Most people believe that the tang inside a valve lock holds the retainer and valve spring in place while the engine is running, but this isn’t the case. The cross-section of material in the tang is not strong enough to withstand open spring loads of 1000 lbs. or more. The sole purpose of the tang is to temporarily locate the lock, retainer and spring relative to the valve until the taper of the retainer can nest around the outside surface of the lock. This creates a “collet” effect that binds the two together. The more spring force exerted on the retainer (as the valve opens), the more force applied by the “collet” effect to keep the retainer and lock in place.
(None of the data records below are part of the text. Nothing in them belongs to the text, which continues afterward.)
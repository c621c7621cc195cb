// Copyright 2026 Phillip Cloud
// Licensed under the Apache License, Version 2.0

use anyhow::{Context, Result, anyhow, bail};
use reqwest::StatusCode;
use reqwest::blocking::Client as HttpClient;
use serde::Deserialize;
use serde::de::DeserializeOwned;
use std::time::Duration;
use tafsir_app::{
    AyahDisplayData, Revelation, Surah, SurahId, Translation, VerseProvider, VersePosition,
};
use url::Url;

pub const DEFAULT_BASE_URL: &str = "https://api.alquran.cloud/v1";
pub const DEFAULT_ARABIC_EDITION: &str = "quran-uthmani";
pub const DEFAULT_TRANSLATION_EDITIONS: [&str; 2] = ["en.sahih", "en.asad"];

/// Blocking client for an alquran.cloud-compatible verse service.
#[derive(Debug, Clone)]
pub struct Client {
    base_url: Url,
    arabic_edition: String,
    translation_editions: [String; 2],
    timeout: Duration,
    http: HttpClient,
}

impl Client {
    pub fn new(
        base_url: &str,
        arabic_edition: &str,
        translation_editions: [&str; 2],
        timeout: Duration,
    ) -> Result<Self> {
        let trimmed = base_url.trim().trim_end_matches('/');
        if trimmed.is_empty() {
            bail!("corpus.base_url must not be empty");
        }
        let base_url = Url::parse(trimmed)
            .with_context(|| format!("corpus.base_url {trimmed:?} is not a valid URL"))?;
        if !matches!(base_url.scheme(), "http" | "https") || base_url.cannot_be_a_base() {
            bail!("corpus.base_url {trimmed:?} must be an http:// or https:// URL");
        }

        for edition in std::iter::once(arabic_edition).chain(translation_editions) {
            if edition.trim().is_empty() || edition.contains([',', '/']) {
                bail!("corpus edition {edition:?} must be a single non-empty identifier");
            }
        }

        let http = HttpClient::builder()
            .timeout(timeout)
            .build()
            .context("build HTTP client")?;

        Ok(Self {
            base_url,
            arabic_edition: arabic_edition.trim().to_owned(),
            translation_editions: translation_editions.map(|edition| edition.trim().to_owned()),
            timeout,
            http,
        })
    }

    pub fn base_url(&self) -> &str {
        self.base_url.as_str().trim_end_matches('/')
    }

    pub fn timeout(&self) -> Duration {
        self.timeout
    }

    pub fn editions(&self) -> [&str; 3] {
        [
            self.arabic_edition.as_str(),
            self.translation_editions[0].as_str(),
            self.translation_editions[1].as_str(),
        ]
    }

    pub fn list_chapters(&self) -> Result<Vec<Surah>> {
        let rows: Vec<ChapterRow> = self.get_json(&["surah"])?;
        if rows.is_empty() {
            bail!("verse service at {} returned no surahs", self.base_url());
        }

        let mut surahs = rows
            .into_iter()
            .map(ChapterRow::into_surah)
            .collect::<Result<Vec<_>>>()?;
        surahs.sort_by_key(|surah| surah.id);
        surahs.dedup_by_key(|surah| surah.id);
        tracing::debug!(count = surahs.len(), "surah list fetched");
        Ok(surahs)
    }

    pub fn get_verse(&self, surah: SurahId, ayah: u16) -> Result<AyahDisplayData> {
        let position = VersePosition::new(surah, ayah);
        let reference = position.to_string();
        let editions = self.editions().join(",");
        let rows: Vec<AyahRow> = self
            .get_json(&["ayah", &reference, "editions", &editions])
            .with_context(|| format!("fetch verse {position}"))?;
        self.assemble(position, rows)
    }

    fn assemble(&self, position: VersePosition, rows: Vec<AyahRow>) -> Result<AyahDisplayData> {
        let [arabic_edition, primary_edition, secondary_edition] = self.editions();
        let mut arabic = None;
        let mut primary = None;
        let mut secondary = None;
        for row in &rows {
            let slot = match row.edition.identifier.as_str() {
                id if id == arabic_edition => &mut arabic,
                id if id == primary_edition => &mut primary,
                id if id == secondary_edition => &mut secondary,
                _ => continue,
            };
            *slot = Some(row);
        }

        let missing = |edition: &str| {
            anyhow!("verse service returned no text for edition {edition:?} at {position}")
        };
        let arabic = arabic.ok_or_else(|| missing(arabic_edition))?;
        let primary = primary.ok_or_else(|| missing(primary_edition))?;
        let secondary = secondary.ok_or_else(|| missing(secondary_edition))?;

        if arabic.number_in_surah != position.ayah || arabic.surah.number != position.surah.get() {
            bail!(
                "verse service answered {}:{} for {position}",
                arabic.surah.number,
                arabic.number_in_surah
            );
        }

        Ok(AyahDisplayData {
            position,
            arabic: arabic.text.trim().to_owned(),
            primary: primary.translation(),
            secondary: secondary.translation(),
            surah_name: arabic.surah.name.clone(),
            surah_transliteration: arabic.surah.english_name.clone(),
            surah_translation: arabic.surah.english_name_translation.clone(),
            verse_count: arabic.surah.number_of_ayahs,
            juz: arabic.juz,
            page: arabic.page,
        })
    }

    fn get_json<T: DeserializeOwned>(&self, segments: &[&str]) -> Result<T> {
        let url = self.endpoint(segments)?;
        tracing::debug!(%url, "verse service request");
        let response = self
            .http
            .get(url)
            .send()
            .map_err(|error| connection_error(self.base_url(), error))?;

        let status = response.status();
        let body = response.text().context("read verse service response")?;
        let envelope: Envelope = match serde_json::from_str(&body) {
            Ok(envelope) => envelope,
            Err(_) if !status.is_success() => return Err(clean_error_response(status, &body)),
            Err(error) => return Err(error).context("decode verse service response"),
        };
        if !status.is_success() || envelope.code != 200 {
            return Err(envelope.into_error(status));
        }

        serde_json::from_value(envelope.data).context("decode verse service payload")
    }

    fn endpoint(&self, segments: &[&str]) -> Result<Url> {
        let mut url = self.base_url.clone();
        url.path_segments_mut()
            .map_err(|()| anyhow!("corpus.base_url {} cannot take a path", self.base_url))?
            .pop_if_empty()
            .extend(segments);
        Ok(url)
    }
}

impl VerseProvider for Client {
    fn list_chapters(&self) -> Result<Vec<Surah>> {
        Client::list_chapters(self)
    }

    fn get_verse(&self, surah: SurahId, ayah: u16) -> Result<AyahDisplayData> {
        Client::get_verse(self, surah, ayah)
    }
}

fn connection_error(base_url: &str, error: reqwest::Error) -> anyhow::Error {
    if error.is_timeout() {
        return anyhow!("verse service at {base_url} timed out -- raise [corpus].timeout ({error})");
    }
    anyhow!("cannot reach verse service at {base_url} -- check [corpus].base_url ({error})")
}

fn clean_error_response(status: StatusCode, body: &str) -> anyhow::Error {
    if body.len() < 100 && !body.contains('{') && !body.trim().is_empty() {
        return anyhow!("verse service error ({}): {}", status.as_u16(), body.trim());
    }
    anyhow!("verse service returned {}", status.as_u16())
}

#[derive(Debug, Deserialize)]
struct Envelope {
    code: u16,
    #[serde(default)]
    status: String,
    #[serde(default)]
    data: serde_json::Value,
}

impl Envelope {
    fn into_error(self, status: StatusCode) -> anyhow::Error {
        let detail = match self.data {
            serde_json::Value::String(message) if !message.is_empty() => message,
            _ => self.status,
        };
        let code = if status.is_success() {
            self.code
        } else {
            status.as_u16()
        };
        if detail.is_empty() {
            anyhow!("verse service returned {code}")
        } else {
            anyhow!("verse service error ({code}): {detail}")
        }
    }
}

#[derive(Debug, Deserialize)]
#[serde(rename_all = "camelCase")]
struct ChapterRow {
    number: u16,
    name: String,
    english_name: String,
    english_name_translation: String,
    number_of_ayahs: u16,
    revelation_type: String,
}

impl ChapterRow {
    fn into_surah(self) -> Result<Surah> {
        let id = SurahId::new(self.number)
            .ok_or_else(|| anyhow!("verse service listed surah {} outside 1..=114", self.number))?;
        if self.number_of_ayahs == 0 {
            bail!("verse service listed surah {id} with no verses");
        }
        let revelation = Revelation::parse(&self.revelation_type).ok_or_else(|| {
            anyhow!(
                "verse service listed surah {id} with unknown revelation type {:?}",
                self.revelation_type
            )
        })?;
        Ok(Surah {
            id,
            verse_count: self.number_of_ayahs,
            name: self.name,
            transliteration: self.english_name,
            translation: self.english_name_translation,
            revelation,
        })
    }
}

#[derive(Debug, Deserialize)]
#[serde(rename_all = "camelCase")]
struct AyahRow {
    text: String,
    number_in_surah: u16,
    #[serde(default)]
    juz: Option<u16>,
    #[serde(default)]
    page: Option<u16>,
    edition: EditionRow,
    surah: ChapterRow,
}

impl AyahRow {
    fn translation(&self) -> Translation {
        Translation {
            edition: self.edition.identifier.clone(),
            text: self.text.trim().to_owned(),
        }
    }
}

#[derive(Debug, Deserialize)]
struct EditionRow {
    identifier: String,
}

#[cfg(test)]
mod tests {
    use super::{ChapterRow, Client, DEFAULT_TRANSLATION_EDITIONS, Envelope};
    use anyhow::Result;
    use reqwest::StatusCode;
    use std::time::Duration;

    fn client(base: &str) -> Result<Client> {
        Client::new(
            base,
            "quran-uthmani",
            DEFAULT_TRANSLATION_EDITIONS,
            Duration::from_secs(1),
        )
    }

    #[test]
    fn endpoint_appends_segments_to_base_path() -> Result<()> {
        let client = client("https://api.example.test/v1/")?;
        let url = client.endpoint(&["ayah", "2:255", "editions", "quran-uthmani,en.sahih"])?;
        assert_eq!(
            url.as_str(),
            "https://api.example.test/v1/ayah/2:255/editions/quran-uthmani,en.sahih"
        );
        assert_eq!(client.base_url(), "https://api.example.test/v1");
        Ok(())
    }

    #[test]
    fn new_rejects_unusable_settings() {
        assert!(client("").is_err());
        assert!(client("ftp://example.test").is_err());
        assert!(client("not a url").is_err());
        assert!(
            Client::new(
                "https://api.example.test",
                "quran-uthmani,en.sahih",
                DEFAULT_TRANSLATION_EDITIONS,
                Duration::from_secs(1),
            )
            .is_err()
        );
    }

    #[test]
    fn chapter_row_validates_number_and_revelation() {
        let row = |number: u16, revelation: &str| ChapterRow {
            number,
            name: "سُورَةُ ٱلْفَاتِحَةِ".to_owned(),
            english_name: "Al-Faatiha".to_owned(),
            english_name_translation: "The Opening".to_owned(),
            number_of_ayahs: 7,
            revelation_type: revelation.to_owned(),
        };
        assert!(row(1, "Meccan").into_surah().is_ok());
        assert!(row(0, "Meccan").into_surah().is_err());
        assert!(row(115, "Meccan").into_surah().is_err());
        assert!(row(1, "Unknown").into_surah().is_err());
    }

    #[test]
    fn envelope_error_prefers_data_message() {
        let envelope = Envelope {
            code: 404,
            status: "NOT FOUND".to_owned(),
            data: serde_json::Value::String("Please specify an Ayah number".to_owned()),
        };
        assert_eq!(
            envelope.into_error(StatusCode::NOT_FOUND).to_string(),
            "verse service error (404): Please specify an Ayah number"
        );

        let envelope = Envelope {
            code: 400,
            status: "Bad Request".to_owned(),
            data: serde_json::Value::Null,
        };
        assert_eq!(
            envelope.into_error(StatusCode::OK).to_string(),
            "verse service error (400): Bad Request"
        );
    }
}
With the emergence of valve sizes other than the standard 5/16”, 11/32” and 3/8”, it is important to make sure the valve locks match the valve size. There should always be a small gap between the two halves of the lock when they are properly positioned on the valve stem. If the two halves fit together without a gap, they are too large. If the locks fit tight to the stem and leave a gap between the middle of the lock and the O.D. of the stem, the locks are too small.
Our line of stock replacement 7° valve locks for stock engine rebuilds are recommended only for street applications with lighter valve spring loads and are stamped and hardened for superior wear resistance. Also available are machined 7° locks and titanium Super 7º Locks for some applications. They offer the same valve spring location accuracy as our Super Locks without the need to change to 10° retainers.